When I found out my platelets were below normal this year, I went through a variety of emotions, but absent was fear. I was in remission for four years and three months, surely I could do it again. After all, I was in the same hospital system seeing a colleague of my favorite doctor, I thought for sure it would be smooth sailing.
I was wrong.
I had to push for weekly CBCs, not being taken seriously about how quickly my platelets could crash. Two weeks later, I dropped from 129,000 to 53,000. I was put on Prednisone, the drug that destroyed my body and left lasting damage. The doctor assured me it was only a temporary treatment. I thought once ITP showed him what it was capable of, he would take what I say seriously.
Again, I was wrong.
My platelets started to rise, and stayed stable on high doses, but that drug was killing me. I kept asking my doctor about Rituxan, my life saver. The one drug that Dr. Ahn and I knew would put ITP into remission. It dangled in front of me like a carrot. He again refused to prescribe me Rituxan, he was perfectly fine leaving me on the drug that was destroying my body. The doctor kept saying, “Rituxan is not a benign treatment.”

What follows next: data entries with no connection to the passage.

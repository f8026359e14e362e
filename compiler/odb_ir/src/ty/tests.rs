use pretty_assertions::assert_eq;

use super::*;

fn builtin(b: BuiltinType) -> Type {
    Type::Builtin(b)
}

#[test]
fn identical_types_convert() {
    let mut interner = StringInterner::new();
    let point = Type::Udt(interner.intern("Point"));
    for ty in [
        Type::Void,
        Type::STRING,
        builtin(BuiltinType::Vec3),
        point.clone(),
        Type::array_of(Type::INTEGER),
    ] {
        assert!(ty.is_convertible_to(&ty), "{ty:?}");
    }
}

#[test]
fn numeric_types_convert_between_each_other() {
    for from in BuiltinType::ALL.into_iter().filter(|b| b.is_numeric()) {
        for to in BuiltinType::ALL.into_iter().filter(|b| b.is_numeric()) {
            assert!(builtin(from).is_convertible_to(&builtin(to)), "{from} -> {to}");
        }
    }
}

#[test]
fn non_numeric_types_only_convert_to_themselves() {
    let mut interner = StringInterner::new();
    let point = Type::Udt(interner.intern("Point"));
    assert!(!Type::STRING.is_convertible_to(&Type::INTEGER));
    assert!(!Type::INTEGER.is_convertible_to(&Type::STRING));
    assert!(!builtin(BuiltinType::Vec2).is_convertible_to(&builtin(BuiltinType::Complex)));
    assert!(!point.is_convertible_to(&Type::INTEGER));
    assert!(!Type::Void.is_convertible_to(&Type::INTEGER));
    assert!(!Type::array_of(Type::INTEGER).is_convertible_to(&Type::array_of(Type::FLOAT)));
}

#[test]
fn annotation_defaults() {
    assert_eq!(Type::from_annotation(Annotation::None), Type::INTEGER);
    assert_eq!(Type::from_annotation(Annotation::String), Type::STRING);
    assert_eq!(Type::from_annotation(Annotation::Float), Type::FLOAT);
}

#[test]
fn command_types() {
    assert_eq!(Type::from_command_type(CommandType::Void), Some(Type::Void));
    assert_eq!(Type::from_command_type(CommandType::Float), Some(Type::FLOAT));
    assert_eq!(Type::from_command_type(CommandType::Any), None);
}

#[test]
fn float_to_integral_truncates() {
    assert_eq!(
        Type::FLOAT.conversion_loss(&Type::INTEGER),
        Some(ConversionLoss::Truncation)
    );
    assert_eq!(
        builtin(BuiltinType::DoubleFloat).conversion_loss(&Type::FLOAT),
        Some(ConversionLoss::Truncation)
    );
    assert_eq!(
        Type::FLOAT.conversion_loss(&builtin(BuiltinType::DoubleFloat)),
        None
    );
}

#[test]
fn integral_narrowing_and_sign_changes() {
    assert_eq!(
        Type::INTEGER.conversion_loss(&builtin(BuiltinType::Byte)),
        Some(ConversionLoss::Truncation)
    );
    assert_eq!(
        Type::INTEGER.conversion_loss(&Type::DWORD),
        Some(ConversionLoss::SignChange)
    );
    assert_eq!(
        Type::DWORD.conversion_loss(&Type::INTEGER),
        Some(ConversionLoss::SignChange)
    );
    assert_eq!(
        builtin(BuiltinType::Byte).conversion_loss(&Type::INTEGER),
        None
    );
    assert_eq!(Type::INTEGER.conversion_loss(&Type::FLOAT), None);
}

#[test]
fn conversions_to_boolean_never_warn() {
    assert_eq!(Type::FLOAT.conversion_loss(&Type::BOOLEAN), None);
    assert_eq!(
        builtin(BuiltinType::DoubleInteger).conversion_loss(&Type::BOOLEAN),
        None
    );
}

#[test]
fn display_resolves_udt_names() {
    let mut interner = StringInterner::new();
    let point = Type::Udt(interner.intern("Point"));
    assert_eq!(point.display(&interner).to_string(), "Point");
    assert_eq!(
        Type::array_of(Type::FLOAT).display(&interner).to_string(),
        "Float()"
    );
    assert_eq!(Type::Void.display(&interner).to_string(), "void");
}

I was in self-preservation mode at this point, getting worse as the weeks went by. I found my new physician, who knew Dr. Ahn and his research. I opened up to him about my desire to use Rituxan and he didn’t string me along. Instead, we created a plan based on how I wanted to fight ITP.
Rituxan worked, again.
I spent four weeks watching as the infusions started fighting back. I also was slowly feeling like myself, regaining my identity beyond just being “sick”.
After all of this, my emotions are still a bit raw. However, I am reminded that Dr. Ahn gave me the tools to continue to fight this disease well after he retired. It wasn’t just preparation for a single victory against ITP, but a lifetime of fighting back.
So here I am, in remission.
The doctor didn’t listen, so I found one who did.